8 messages · Jannis, David Winsemius, Jeff Newmiller +2 more

#
Hey R folks,


i found some strange (to me) behaviour with chron to POSIXct conversion. 
The two lines of code result in two different results, on ewith the 
correct time zone, one without:

library(chron)
as.POSIXct(chron('12/12/2000'), tz = 'UTC')
as.POSIXlt(chron('12/12/2000'), tz = 'UTC')

Only the code below would give me a POSIXct object with the correct time 
zone:

as.POSIXct(as.POSIXlt(chron('12/12/2000'), tz = 'UTC'))


Is this a bug or desired behaviour?



Thanks a lot
Jannis
#
It does seem that as.POSIXct.date doesn't respect the tz= argument the
generic suggests it would. I'd think this is a bug that could be
changed without breaking back-compatibility, but I don't have the
power to make such things happen.

R-Core ruling?

Michael
On Fri, Jun 15, 2012 at 2:25 AM, Jannis <bt_jannis at yahoo.de> wrote:
#
On Jun 15, 2012, at 11:18 PM, R. Michael Weylandt wrote:

            
Why would a date function have a TZ? `as.Date` wouldn't.
What bug?

Here is what ?chron says:

"If x is character then it will be converted using as.POSIXct (with  
the format argument, if any, passed to as.POSIXct) and tz = "GMT" and  
then converted to chron. "

So the call to `chron` below is using `as.POSIXct` first and then you  
will be looking at differences in the printing conventions for POSIXct  
and POSIXlt objects.

And then in the as.POSIX (lt and ct ) help pages we read:

"Character input is first converted to class "POSIXlt" by strptime:  
numeric input is first converted to "POSIXct". :

 > mode( chron('12/12/2000') )
[1] "numeric"
Er, not Core, just another useR.
> format( as.POSIXct(chron('12/12/2000'), tz = 'UTC'), format="%Y-%m- 
%d %H:%M %Z")
[1] "2000-12-11 19:00 EST"
> format( as.POSIXlt(chron('12/12/2000'), tz = 'UTC'), format="%Y-%m- 
%d %H:%M %Z")
[1] "2000-12-12 00:00 UTC"

These both look correct to me. (Different output conventions.)

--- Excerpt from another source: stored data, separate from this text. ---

//! Fingerprint-keyed classification cache.
//!
//! Memoizes classification results by product fingerprint so repeated
//! elements cost at most one backend call for the page's lifetime. The cache
//! is LRU-bounded: capacity is configurable and eviction drops the least
//! recently used fingerprint, keeping memory flat on long-lived pages.

use lru::LruCache;
use std::num::NonZeroUsize;
use std::sync::Mutex;

use super::types::Classification;
use crate::config::{DEFAULT_CACHE_CAPACITY, FINGERPRINT_SEPARATOR};
use crate::extract::ProductRecord;

/// Builds the cache fingerprint for a record: title joined to price.
///
/// Deterministic for identical inputs; records differing only in other
/// fields share a fingerprint by design.
pub fn fingerprint(record: &ProductRecord) -> String {
    format!(
        "{}{}{}",
        record.title.trim(),
        FINGERPRINT_SEPARATOR,
        record.price.trim()
    )
}

/// LRU-bounded map from fingerprint to the last classification seen for it.
pub struct ClassificationCache {
    entries: Mutex<LruCache<String, Classification>>,
}

impl ClassificationCache {
    /// Creates a cache holding at most `capacity` distinct fingerprints.
    /// A zero capacity falls back to the default bound.
    pub fn new(capacity: usize) -> Self {
        let capacity = NonZeroUsize::new(capacity)
            .or_else(|| NonZeroUsize::new(DEFAULT_CACHE_CAPACITY))
            .expect("default cache capacity is non-zero");
        ClassificationCache {
            entries: Mutex::new(LruCache::new(capacity)),
        }
    }

    /// Looks up a fingerprint, refreshing its recency on hit.
    pub fn get(&self, key: &str) -> Option<Classification> {
        let mut entries = self.entries.lock().expect("classification cache poisoned");
        entries.get(key).cloned()
    }

    /// Stores a classification under `key`. Last write wins on duplicates.
    pub fn put(&self, key: String, value: Classification) {
        let mut entries = self.entries.lock().expect("classification cache poisoned");
        entries.put(key, value);
    }

    /// Number of cached fingerprints.
    pub fn len(&self) -> usize {
        self.entries.lock().expect("classification cache poisoned").len()
    }

    /// Whether the cache is empty.
    pub fn is_empty(&self) -> bool {
        self.len() == 0
    }
}

#[cfg(test)]
mod tests {
    use super::*;
    use crate::classify::Status;

    fn record(title: &str, price: &str) -> ProductRecord {
        ProductRecord {
            title: title.to_string(),
            price: price.to_string(),
            ..Default::default()
        }
    }

    #[test]
    fn fingerprint_is_stable_and_ignores_other_fields() {
        let a = ProductRecord {
            seller: "A".into(),
            ..record("Wireless Mouse", "$9.99")
        };
        let b = ProductRecord {
            seller: "B".into(),
            rating: "4.5".into(),
            ..record("Wireless Mouse", "$9.99")
        };
        assert_eq!(fingerprint(&a), fingerprint(&b));
        assert_ne!(fingerprint(&a), fingerprint(&record("Wireless Mouse", "$8.99")));
    }

    #[test]
    fn capacity_bounds_distinct_fingerprints() {
        let cache = ClassificationCache::new(2);
        cache.put("a".into(), Classification::fallback("x"));
        cache.put("b".into(), Classification::fallback("x"));
        cache.put("c".into(), Classification::fallback("x"));
        assert_eq!(cache.len(), 2);
        // "a" was least recently used and should have been evicted.
        assert!(cache.get("a").is_none());
        assert!(cache.get("b").is_some());
        assert!(cache.get("c").is_some());
    }

    #[test]
    fn last_write_wins_on_duplicate_fingerprint() {
        let cache = ClassificationCache::new(4);
        cache.put("k".into(), Classification::fallback("first"));
        let mut second = Classification::fallback("second");
        second.status = Status::Scam;
        cache.put("k".into(), second.clone());
        assert_eq!(cache.get("k"), Some(second));
    }
}
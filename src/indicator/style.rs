//! Badge styling per status.

use crate::classify::Status;

/// Visual treatment of a badge for one status.
#[derive(Debug, Clone, Copy, PartialEq, Eq)]
pub struct StatusStyle {
    /// Background color.
    pub background: &'static str,
    /// Glyph rendered inside the badge.
    pub glyph: &'static str,
    /// Tooltip title.
    pub title: &'static str,
}

/// Returns the badge treatment for `status`.
pub fn style_for(status: Status) -> StatusStyle {
    match status {
        Status::Scam => StatusStyle {
            background: "#f44336",
            glyph: "✗",
            title: "TruthLens: SCAM",
        },
        Status::Uncertain => StatusStyle {
            background: "#ff9800",
            glyph: "...",
            title: "TruthLens: UNCERTAIN",
        },
        Status::Legit => StatusStyle {
            background: "#4CAF50",
            glyph: "✓",
            title: "TruthLens: LEGIT",
        },
    }
}

/// Full inline style for a badge with the given background.
pub fn badge_style(background: &str) -> String {
    format!(
        "position: absolute; top: 10px; right: 10px; width: 22px; height: 22px; \
         border-radius: 50%; color: #fff; display: flex; align-items: center; \
         justify-content: center; font-weight: bold; font-size: 12px; \
         box-shadow: 0 2px 8px rgba(0,0,0,0.25); border: none; outline: none; \
         cursor: pointer; z-index: 9999; pointer-events: auto; user-select: none; \
         background: {background}"
    )
}

/// Inline style for the detail popover box.
pub fn popover_style() -> &'static str {
    "position: fixed; top: 50%; left: 50%; transform: translate(-50%, -50%); \
     background: rgba(88, 81, 85, 0.95); border: 2px solid rgb(255, 255, 255); \
     border-radius: 8px; padding: 20px; box-shadow: 0 4px 20px rgba(0,0,0,0.3); \
     z-index: 10000; max-width: 400px; font-family: Arial, sans-serif"
}
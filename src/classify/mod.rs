//! Classification cache and client.
//!
//! Deduplicates and memoizes calls to the external analysis service keyed by
//! a fingerprint of product identity fields (title + price), and owns the
//! fail-soft fallback policy for backend failures.

mod cache;
mod client;
mod types;

pub use cache::{fingerprint, ClassificationCache};
pub use client::Classifier;
pub use types::{AnalysisBody, AnalyzeRequest, AnalyzeResponse, Classification, IndicatorCounts, Status};
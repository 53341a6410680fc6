//! Scan statistics tracking.
//!
//! Thread-safe counters for scan events, shared across the engine's
//! components via `Arc`. All counters are initialized to zero on creation.

use std::collections::HashMap;
use std::sync::atomic::{AtomicUsize, Ordering};
use strum::IntoEnumIterator;

use super::types::ScanEvent;

/// Thread-safe scan-event counters.
///
/// Every fail-soft recovery and every unit of scan progress increments a
/// counter here, so tests and the CLI can observe engine behavior without
/// scraping log output.
pub struct ScanStats {
    events: HashMap<ScanEvent, AtomicUsize>,
}

impl ScanStats {
    /// Creates a tracker with all counters at zero.
    pub fn new() -> Self {
        let mut events = HashMap::new();
        for event in ScanEvent::iter() {
            events.insert(event, AtomicUsize::new(0));
        }
        ScanStats { events }
    }

    /// Increments the counter for `event`.
    pub fn increment(&self, event: ScanEvent) {
        if let Some(counter) = self.events.get(&event) {
            counter.fetch_add(1, Ordering::Relaxed);
        } else {
            log::error!(
                "Attempted to increment counter for {:?} which is not in the map. \
                 This indicates a bug in ScanStats initialization.",
                event
            );
        }
    }

    /// Returns the current count for `event`.
    pub fn count(&self, event: ScanEvent) -> usize {
        self.events
            .get(&event)
            .map(|c| c.load(Ordering::Relaxed))
            .unwrap_or(0)
    }

    /// Returns a point-in-time copy of every counter.
    pub fn snapshot(&self) -> StatsSnapshot {
        StatsSnapshot {
            scans_executed: self.count(ScanEvent::ScanExecuted),
            elements_processed: self.count(ScanEvent::ElementProcessed),
            elements_skipped: self.count(ScanEvent::ElementSkipped),
            elements_classified: self.count(ScanEvent::ElementClassified),
            cache_hits: self.count(ScanEvent::CacheHit),
            transport_failures: self.count(ScanEvent::TransportFailure),
            field_misses: self.count(ScanEvent::FieldMiss),
            short_title_skips: self.count(ScanEvent::ShortTitleSkip),
            store_failures: self.count(ScanEvent::StoreFailure),
        }
    }
}

impl Default for ScanStats {
    fn default() -> Self {
        Self::new()
    }
}

/// Point-in-time copy of the scan counters.
#[derive(Debug, Clone, Copy, PartialEq, Eq)]
pub struct StatsSnapshot {
    /// Scan passes executed.
    pub scans_executed: usize,
    /// Elements fully processed.
    pub elements_processed: usize,
    /// Elements skipped as already processed.
    pub elements_skipped: usize,
    /// Elements classified by the backend.
    pub elements_classified: usize,
    /// Classifications served from the cache.
    pub cache_hits: usize,
    /// Backend call failures recovered as fallbacks.
    pub transport_failures: usize,
    /// Field selectors that matched nothing.
    pub field_misses: usize,
    /// Elements skipped for having too short a title.
    pub short_title_skips: usize,
    /// Swallowed persisted-store failures.
    pub store_failures: usize,
}

impl std::fmt::Display for StatsSnapshot {
    fn fmt(&self, f: &mut std::fmt::Formatter<'_>) -> std::fmt::Result {
        write!(
            f,
            "scans: {}, processed: {}, skipped: {}, classified: {}, cache hits: {}, \
             transport failures: {}, field misses: {}, short titles: {}, store failures: {}",
            self.scans_executed,
            self.elements_processed,
            self.elements_skipped,
            self.elements_classified,
            self.cache_hits,
            self.transport_failures,
            self.field_misses,
            self.short_title_skips,
            self.store_failures
        )
    }
}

 > as.POSIXct(chron('12/12/2000'), tz = 'UTC')
[1] "2000-12-11 19:00:00 EST"
 > as.POSIXlt(chron('12/12/2000'), tz = 'UTC')
[1] "2000-12-12 UTC"
I see the same output with that as I did with the second one:

 > as.POSIXct(as.POSIXlt(chron('12/12/2000'), tz = 'UTC'))
[1] "2000-12-12 UTC"

If you want to force printing in a particular TZ then use format (or  
strftime).

 > format(as.POSIXct(chron('12/12/2000'), tz = 'UTC'), tz="GMT",  
format="%Y-%m-%d %Z")
[1] "2000-12-12 GMT"
Jannis; You have not demonstrated what output you saw, so this is  
still a guessing game.
#
This statement seems nonsensical to me.  POSIXt objects have tzone attributes. Date and chron objects do not. Since they do not include tzone, logically the user should be able to supply it during a conversion from Date or chron to POSIXt.

R is normally very good about distinguishing between a default value such as zero (or "GMT") and undefined, and this "documented" behavior breaks that consistency.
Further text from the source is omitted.